Makna kata Sunnah adalah jalan yang ditempuh. Dengan demikian, makna Sunnah Nabi adalah jalan beragama Nabi Muhammad shallallaahu ‘alaihi wa sallam. Sunnah Nabi adalah agama Islam itu sendiri.
Apakah shalat wajib lima waktu adalah
Sunnah Nabi? Na’am. Apakah shalat tahajjud adalah Sunnah Nabi? Na’am.
Apakah puasa Ramadhaan adalah Sunnah Nabi? Na’am. Apakah puasa Senin dan
Kamis adalah Sunnah Nabi? Na’am. Apakah mengeluarkan zakat atas emas
dan perak adalah Sunnah Nabi? Na’am. Apakah thawaaf dengan meletakkan
Ka’bah di samping kiri kita dan bukan di kanan kita adalah Sunnah Nabi?
Na’am. Apakah meyakini bahwa Allah ada di atas ‘Arsy adalah Sunnah Nabi?
Na’am. Apakah memakai jimat adalah Sunnah Nabi? Tidak, itu adalah
sunnahnya kaum musyrikin. Apakah berkeyakinan bahwa sapi itu hewan
sakral adalah Sunnah Nabi? Tidak, itu adalah sunnahnya kaum musyrikin.
Namun, setelah Islam datang dan kemudian
para fuqahaa’ merumuskan ilmu fiqh, para ulamaa’ ini lalu meminjam kata
Sunnah dan menjadikannya sebagai istilah untuk amalan yang jika
dikerjakan akan mendatangkan pahala, sedangkan jika ditinggalkan tidak
akan mendatangkan dosa.
Maka, kesimpulannya adalah saat ini kita
memiliki dua makna untuk kata Sunnah, yaitu makna bahasa dan makna
istilah dalam ilmu fiqh.

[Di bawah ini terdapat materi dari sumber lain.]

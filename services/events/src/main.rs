mod config;
mod handlers;
mod models;
mod routes;
mod services;

use axum::{
    http::{Method, StatusCode},
    response::Json,
};
use tower::ServiceBuilder;
use tower_http::{
    cors::{Any, CorsLayer},
    trace::TraceLayer,
};
use tracing_subscriber::{layer::SubscriberExt, util::SubscriberInitExt};

use foundermentor_common::ApiResponse;
use foundermentor_database::create_pool;

use crate::config::AppConfig;

#[tokio::main]
async fn main() -> Result<(), Box<dyn std::error::Error>> {
    tracing_subscriber::registry()
        .with(
            tracing_subscriber::EnvFilter::try_from_default_env()
                .unwrap_or_else(|_| "foundermentor_events=debug,tower_http=debug".into()),
        )
        .with(tracing_subscriber::fmt::layer())
        .init();

    dotenvy::dotenv().ok();
    let config = AppConfig::from_env();

    let db_pool = create_pool(&config.database).await?;
    foundermentor_database::run_migrations(&db_pool).await?;

    let redis_service = foundermentor_common::RedisService::new(&config.redis).await?;
    let jwt_service = foundermentor_auth::JwtService::new(&config.jwt.secret);

    let app_state = services::AppState {
        db_pool,
        redis_service,
        jwt_service: jwt_service.clone(),
        config: config.clone(),
    };

    let cors = CorsLayer::new()
        .allow_methods([Method::GET, Method::POST, Method::PUT, Method::DELETE])
        .allow_headers(Any)
        .allow_origin(Any);

    let app = routes::create_routes(jwt_service)
        .layer(ServiceBuilder::new().layer(TraceLayer::new_for_http()).layer(cors))
        .with_state(app_state)
        .fallback(handler_404);

    let listener =
        tokio::net::TcpListener::bind(format!("{}:{}", config.server.host, config.server.port))
            .await?;

    tracing::info!(
        "Events service listening on {}:{}",
        config.server.host,
        config.server.port
    );

    axum::serve(listener, app).await?;

    Ok(())
}

async fn handler_404() -> (StatusCode, Json<ApiResponse<()>>) {
    (
        StatusCode::NOT_FOUND,
        Json(ApiResponse::error("Endpoint not found".to_string())),
    )
}
use chrono::{DateTime, Utc};
use serde::{Deserialize, Serialize};
use sqlx::FromRow;
use uuid::Uuid;

#[derive(Debug, Clone, Serialize, Deserialize, FromRow)]
pub struct User {
    pub user_id: Uuid,
    pub username: String,
    pub email: String,
    pub roles: Vec<String>, // PostgreSQL text array
    pub hashed_password: String,
    pub email_verified: bool,
    pub is_verified: bool, // admin-granted mentor verification
    pub created_at: DateTime<Utc>,
    pub updated_at: DateTime<Utc>,
}

#[derive(Debug, Clone, Serialize, Deserialize, FromRow)]
pub struct Profile {
    pub user_id: Uuid,
    pub bio: Option<String>,
    pub skills: Vec<String>,
    pub interests: Vec<String>,
    pub industries: Vec<String>,
    pub location: Option<String>,
    pub avatar_url: Option<String>,
    pub updated_at: DateTime<Utc>,
}

#[derive(Debug, Clone, Serialize, Deserialize, FromRow)]
pub struct MentorshipRequest {
    pub request_id: Uuid,
    pub mentor_id: Uuid,
    pub mentee_id: Uuid,
    pub package_type: String,
    pub status: String,
    pub goals: Option<String>,
    pub background: Option<String>,
    pub expectations: Option<String>,
    pub availability: Option<String>,
    pub timezone: Option<String>,
    pub start_date: Option<DateTime<Utc>>,
    pub end_date: Option<DateTime<Utc>>,
    pub meeting_frequency: Option<String>,
    pub next_meeting_date: Option<DateTime<Utc>>,
    pub rejection_reason: Option<String>,
    pub completed_at: Option<DateTime<Utc>>,
    pub created_at: DateTime<Utc>,
    pub updated_at: DateTime<Utc>,
}

#[derive(Debug, Clone, Serialize, Deserialize, FromRow)]
pub struct Mentorship {
    pub mentorship_id: Uuid,
    pub request_id: Uuid,
    pub mentor_id: Uuid,
    pub mentee_id: Uuid,
    pub status: String,
    pub started_at: DateTime<Utc>,
    pub ended_at: Option<DateTime<Utc>>,
}

#[derive(Debug, Clone, Serialize, Deserialize, FromRow)]
pub struct Session {
    pub session_id: Uuid,
    pub mentor_id: Uuid,
    pub mentee_id: Uuid,
    pub topic: String,
    pub start_time: DateTime<Utc>,
    pub end_time: DateTime<Utc>,
    pub status: String,
    pub notes: Option<String>,
    pub created_at: DateTime<Utc>,
    pub updated_at: DateTime<Utc>,
}

#[derive(Debug, Clone, Serialize, Deserialize, FromRow)]
pub struct Resource {
    pub resource_id: Uuid,
    pub created_by: Uuid,
    pub title: String,
    pub resource_type: String,
    pub content: Option<String>,
    pub file_url: Option<String>,
    pub category: Option<String>,
    pub tags: Vec<String>,
    pub is_draft: bool,
    pub is_featured: bool,
    pub created_at: DateTime<Utc>,
    pub updated_at: DateTime<Utc>,
}

#[derive(Debug, Clone, Serialize, Deserialize, FromRow)]
pub struct Event {
    pub event_id: Uuid,
    pub created_by: Uuid,
    pub title: String,
    pub description: Option<String>,
    pub location: Option<String>,
    pub starts_at: DateTime<Utc>,
    pub ends_at: DateTime<Utc>,
    pub capacity: Option<i32>,
    pub created_at: DateTime<Utc>,
    pub updated_at: DateTime<Utc>,
}

#[derive(Debug, Clone, Serialize, Deserialize, FromRow)]
pub struct EventRegistration {
    pub event_id: Uuid,
    pub user_id: Uuid,
    pub registered_at: DateTime<Utc>,
}

#[derive(Debug, Clone, Serialize, Deserialize, FromRow)]
pub struct Conversation {
    pub conversation_id: Uuid,
    pub participant_a: Uuid,
    pub participant_b: Uuid,
    pub created_at: DateTime<Utc>,
    pub updated_at: DateTime<Utc>,
}

#[derive(Debug, Clone, Serialize, Deserialize, FromRow)]
pub struct Message {
    pub message_id: Uuid,
    pub conversation_id: Uuid,
    pub sender_id: Uuid,
    pub recipient_id: Uuid,
    pub content: String,
    pub read_at: Option<DateTime<Utc>>,
    pub created_at: DateTime<Utc>,
}

#[derive(Debug, Clone, Serialize, Deserialize, FromRow)]
pub struct Review {
    pub review_id: Uuid,
    pub mentorship_id: Uuid,
    pub mentor_id: Uuid,
    pub mentee_id: Uuid,
    pub rating: i32,
    pub comment: Option<String>,
    pub created_at: DateTime<Utc>,
}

Jika kita mendengar kata tersebut terucap di
hadapan kita, atau kita menemukannya di dalam bacaan kita, maka kita
harus melihat konteks untuk membedakan mana dari dua makna tersebut yang
dimaksudkan.
Hal ini sama halnya ketika kita mendengar
kata kijang. Sejak jaman kerajaan dahulu, kita telah mengenal kata ini
sebagai nama untuk sebuah hewan. Namun, sebuah perusahaan otomotif
lalu meminjam kata tersebut untuk dijadikan merk bagi mobilnya, sehingga
jika saat ini kita mendengar kata kijang, kita harus melihat konteks
untuk membedakan mana makna yang hendak dituju oleh si pengucap.
Ketika kata Sunnah diucapkan bergandengan
dengan kata Nabi atau Rasul sehingga menjadi Sunnah Nabi atau Sunnah
Rasul, maka maknanya adalah makna yang pertama, yaitu makna bahasa.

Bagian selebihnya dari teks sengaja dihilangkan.